The Right Recipe

Have you ever tried to recreate a dish you’ve had at a restaurant that you thought was wonderful? Or, like me, maybe you had a relative who made something you loved but wouldn’t give you the recipe.

Years ago in my previous life, my then mother-in-law made the best baked beans I’d ever tasted. She did them in a crock on low for hours and hours. The end result was the most delicious, fragrant, tender balance of savory and sweet. Each year, for my daughter Christina’s birthday we’d have a BBQ and she always requested that Grandma make her special baked beans. There were none better.

I questioned her subtly and not so subtly over the years trying to get her to acquiesce and hand over the magic recipe. The most I ever got was a vague list of ingredients. I never knew exact amounts and I never knew if she left anything out. All I knew was that no matter how many times I tried, I just couldn’t replicate them. They were just never the same; never “right.”
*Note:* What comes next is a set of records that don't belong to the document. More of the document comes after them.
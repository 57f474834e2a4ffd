use std::time::Instant;

use super::landmark::{LandmarkPoint, LandmarkSet};

/// 初回や同時刻のフレームで使う時間間隔
const FALLBACK_DT: f32 = 1.0 / 30.0;

/// Low-pass filter component
#[derive(Debug, Clone, Default)]
struct LowPassFilter {
    prev: Option<f32>,
}

impl LowPassFilter {
    fn filter(&mut self, value: f32, alpha: f32) -> f32 {
        let result = match self.prev {
            Some(prev) => alpha * value + (1.0 - alpha) * prev,
            None => value,
        };
        self.prev = Some(result);
        result
    }
}

/// alpha = 1 / (1 + tau/Te), tau = 1/(2*pi*fc)
fn smoothing_factor(te: f32, cutoff: f32) -> f32 {
    let r = 2.0 * std::f32::consts::PI * cutoff * te;
    r / (r + 1.0)
}

/// One Euro Filter for a single coordinate
#[derive(Debug, Clone)]
struct OneEuro {
    x_filter: LowPassFilter,
    dx_filter: LowPassFilter,
    prev_value: Option<f32>,
}

impl OneEuro {
    fn new() -> Self {
        Self {
            x_filter: LowPassFilter::default(),
            dx_filter: LowPassFilter::default(),
            prev_value: None,
        }
    }

    fn filter(&mut self, value: f32, dt: f32, params: &SmoothingParams) -> f32 {
        let dx = match self.prev_value {
            Some(prev) if dt > 0.0 => (value - prev) / dt,
            _ => 0.0,
        };
        self.prev_value = Some(value);

        let edx = self
            .dx_filter
            .filter(dx, smoothing_factor(dt, params.d_cutoff));
        let cutoff = params.min_cutoff + params.beta * edx.abs();
        self.x_filter.filter(value, smoothing_factor(dt, cutoff))
    }
}

#[derive(Debug, Clone, Copy, PartialEq)]
pub struct SmoothingParams {
    /// 静止時のカットオフ周波数 [Hz]。小さいほど揺れが減る
    pub min_cutoff: f32,
    /// 速度に応じてカットオフを上げる係数。大きいほど速い動きへの追従が良い
    pub beta: f32,
    pub d_cutoff: f32,
}

impl SmoothingParams {
    pub fn new(min_cutoff: f32, beta: f32) -> Self {
        Self {
            min_cutoff,
            beta,
            d_cutoff: 1.0,
        }
    }
}

/// ランドマーク全点の x, y, z に One Euro Filter をかける
///
/// visibility はそのまま通す。点数が変わったらリセット。
#[derive(Debug, Clone)]
pub struct LandmarkSmoother {
    params: SmoothingParams,
    filters: Vec<[OneEuro; 3]>,
    last_time: Option<Instant>,
}

impl LandmarkSmoother {
    pub fn new(params: SmoothingParams) -> Self {
        Self {
            params,
            filters: Vec::new(),
            last_time: None,
        }
    }

    pub fn apply(&mut self, set: LandmarkSet, now: Instant) -> LandmarkSet {
        if self.filters.len() != set.len() {
            self.reset();
            self.filters = (0..set.len())
                .map(|_| std::array::from_fn(|_| OneEuro::new()))
                .collect();
        }

        let dt = match self.last_time {
            Some(t) => {
                let d = now.saturating_duration_since(t).as_secs_f32();
                if d > 0.0 { d } else { FALLBACK_DT }
            }
            None => FALLBACK_DT,
        };
        self.last_time = Some(now);

        let params = self.params;
        let points = set
            .iter()
            .zip(self.filters.iter_mut())
            .map(|(lm, [fx, fy, fz])| LandmarkPoint {
                x: fx.filter(lm.x, dt, &params),
                y: fy.filter(lm.y, dt, &params),
                z: fz.filter(lm.z, dt, &params),
                visibility: lm.visibility,
            })
            .collect();
        LandmarkSet::new(points)
    }

    /// 人物を見失ったとき。次のフレームはそのまま通る
    pub fn reset(&mut self) {
        self.filters.clear();
        self.last_time = None;
    }
}
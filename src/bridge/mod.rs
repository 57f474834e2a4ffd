pub mod channel;
pub mod transport;

pub use channel::{channel, BridgeClient, BridgeEvent, BridgeHost, BridgeRequest, ChannelError, MessageSink};
pub use transport::{ConfigUpdate, OscTransport, TransportConfig, TransportError};
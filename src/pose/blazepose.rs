//! BlazePose landmark model: input tensor layout, output decoding and the
//! per-frame tracking around it.
//!
//! Kept free of the inference runtime so it can be tested on any host; the
//! ONNX Runtime side only implements [`LandmarkModel`].

use std::time::Instant;

use anyhow::Result;
use ndarray::Array4;
use tracing::{debug, trace};

use super::crop::{CropRegion, RoiTracker};
use super::landmark::{LandmarkPoint, LandmarkSet, PoseLandmark};
use super::smooth::{LandmarkSmoother, SmoothingParams};
use super::PoseEstimator;
use crate::camera::VideoFrame;
use crate::config::ModelConfig;

/// 33 body landmarks + 6 auxiliary points
pub const OUTPUT_POINTS: usize = 39;
/// x, y, z, visibility, presence
pub const VALUES_PER_POINT: usize = 5;
pub const OUTPUT_LEN: usize = OUTPUT_POINTS * VALUES_PER_POINT;

pub fn sigmoid(x: f32) -> f32 {
    1.0 / (1.0 + (-x).exp())
}

/// VideoFrame の `region` 部分を [1, size, size, 3] の RGB テンソル (0.0〜1.0) に変換
///
/// フレーム外にはみ出した部分は黒。最近傍サンプリング。
pub fn preprocess(frame: &VideoFrame, region: &CropRegion, size: usize) -> Array4<f32> {
    let mut tensor = Array4::<f32>::zeros((1, size, size, 3));
    if frame.width == 0 || frame.height == 0 || size == 0 {
        return tensor;
    }

    let fw = frame.width as usize;
    let fh = frame.height as usize;
    let step = 1.0 / size as f32;
    for y in 0..size {
        let ny = region.y + (y as f32 + 0.5) * step * region.height;
        let sy = (ny * fh as f32).floor();
        if sy < 0.0 || sy >= fh as f32 {
            continue;
        }
        let sy = sy as usize;
        for x in 0..size {
            let nx = region.x + (x as f32 + 0.5) * step * region.width;
            let sx = (nx * fw as f32).floor();
            if sx < 0.0 || sx >= fw as f32 {
                continue;
            }
            let pixel = frame.pixels[sy * fw + sx as usize];
            tensor[[0, y, x, 0]] = ((pixel >> 16) & 0xFF) as f32 / 255.0;
            tensor[[0, y, x, 1]] = ((pixel >> 8) & 0xFF) as f32 / 255.0;
            tensor[[0, y, x, 2]] = (pixel & 0xFF) as f32 / 255.0;
        }
    }
    tensor
}

/// モデル出力 (入力画素座標) をフレームの正規化座標の 33 点に変換
///
/// 出力が短すぎる場合は None (姿勢なし扱い)。
pub fn decode_landmarks(raw: &[f32], input_size: usize, region: &CropRegion) -> Option<LandmarkSet> {
    if raw.len() < PoseLandmark::COUNT * VALUES_PER_POINT || input_size == 0 {
        return None;
    }
    let scale = input_size as f32;
    let points = raw
        .chunks_exact(VALUES_PER_POINT)
        .take(PoseLandmark::COUNT)
        .map(|v| {
            let in_crop = LandmarkPoint::new(
                v[0] / scale,
                v[1] / scale,
                v[2] / scale,
                Some(sigmoid(v[3])),
            );
            region.to_frame(&in_crop)
        })
        .collect();
    Some(LandmarkSet::new(points))
}

/// One forward pass of the landmark network.
#[derive(Debug, Clone, PartialEq)]
pub struct ModelOutput {
    /// Raw `OUTPUT_LEN` values in input pixels.
    pub landmarks: Vec<f32>,
    /// Pose presence score in [0, 1].
    pub presence: f32,
}

/// The inference runtime behind [`BlazePoseEstimator`].
pub trait LandmarkModel {
    fn infer(&mut self, input: Array4<f32>) -> Result<ModelOutput>;
}

/// Crop → infer → map back → smooth, with the crop following the person.
pub struct BlazePoseEstimator<M> {
    model: M,
    input_size: usize,
    min_presence: f32,
    roi: RoiTracker,
    smoother: Option<LandmarkSmoother>,
}

impl<M: LandmarkModel> BlazePoseEstimator<M> {
    pub fn with_model(model: M, config: &ModelConfig) -> Self {
        let smoother = config.smooth_landmarks.then(|| {
            LandmarkSmoother::new(SmoothingParams::new(
                config.smoothing_min_cutoff,
                config.smoothing_beta,
            ))
        });
        Self {
            model,
            input_size: config.input_size,
            min_presence: config.min_presence,
            roi: RoiTracker::new(config.min_tracking_confidence),
            smoother,
        }
    }

    pub fn model(&self) -> &M {
        &self.model
    }

    /// Whether the next frame is cropped around the last pose.
    pub fn is_tracking(&self) -> bool {
        self.roi.is_tracking()
    }

    fn lose_track(&mut self) {
        if self.roi.is_tracking() {
            debug!("pose lost, searching whole frame");
        }
        self.roi.reset();
        if let Some(smoother) = &mut self.smoother {
            smoother.reset();
        }
    }

    fn run(&mut self, frame: &VideoFrame, now: Instant) -> Result<Option<LandmarkSet>> {
        let region = self.roi.region(frame.width, frame.height);
        let input = preprocess(frame, &region, self.input_size);
        let output = match self.model.infer(input) {
            Ok(output) => output,
            Err(e) => {
                self.lose_track();
                return Err(e);
            }
        };

        if output.presence < self.min_presence {
            trace!(presence = output.presence, "no pose");
            self.lose_track();
            return Ok(None);
        }
        let Some(set) = decode_landmarks(&output.landmarks, self.input_size, &region) else {
            self.lose_track();
            return Ok(None);
        };

        self.roi.update(Some(&set), frame.width, frame.height);
        let set = match &mut self.smoother {
            Some(smoother) => smoother.apply(set, now),
            None => set,
        };
        Ok(Some(set))
    }
}

impl<M: LandmarkModel> PoseEstimator for BlazePoseEstimator<M> {
    fn estimate(&mut self, frame: &VideoFrame) -> Result<Option<LandmarkSet>> {
        self.run(frame, Instant::now())
    }
}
The same can be said, all too often, when you meet someone new. You chat on the telephone, text, go out on a bunch of dates, each time looking for the right ingredients. Is he the right age? Check. Tall enough? Check. Intelligent? Check. Has a good job, takes care of his home and his car? Check. Check. On and on we check off the boxes . . . politically compatible, considerate, respectful, thoughtful, kind to animals? There seem to be a lot of the right ingredients, so maybe this recipe could work!

As with those damn baked beans, I tried and tried again. Maybe if I just lower the heat, raise the heat, add a touch more mustard, less brown sugar, perhaps? I tried. I tried to be mindful of and add the right ratio of each ingredient and wait patiently for them to combine properly, for chemistry to make something as delicious as I knew it could be; it should be- but no. The result was lackluster, at best. There was just something missing – a bunch of things, actually. Sometimes you know exactly what’s lacking and other times, you just don’t know why it’s no good but either way it’s so very disappointing.

As many good ingredients as there were, the combined result was beans I simply did not want to eat and I’ve learned that some things you just can’t force.

And then there are the instances when you actually have the recipe (like my Grandmother’s eggplant or artichokes) and although you’re doing it the way she said, it just doesn’t taste the same as when she does it. Correct recipe; different results.

Is it that special Grandma way of stirring? The Italian songs she sings and the random curse words thrown in that somehow make the difference? Maybe you’re just hung up on the memory and won’t even give this new version a chance. Perhaps it’s a little of all these things combined.

All I know is that cooking, like love, takes the right ingredients, a chemical reaction and a little bit of magic to produce something really extraordinary. Don’t settle for a substitute that falls short. Keep trying until you get the beans just right.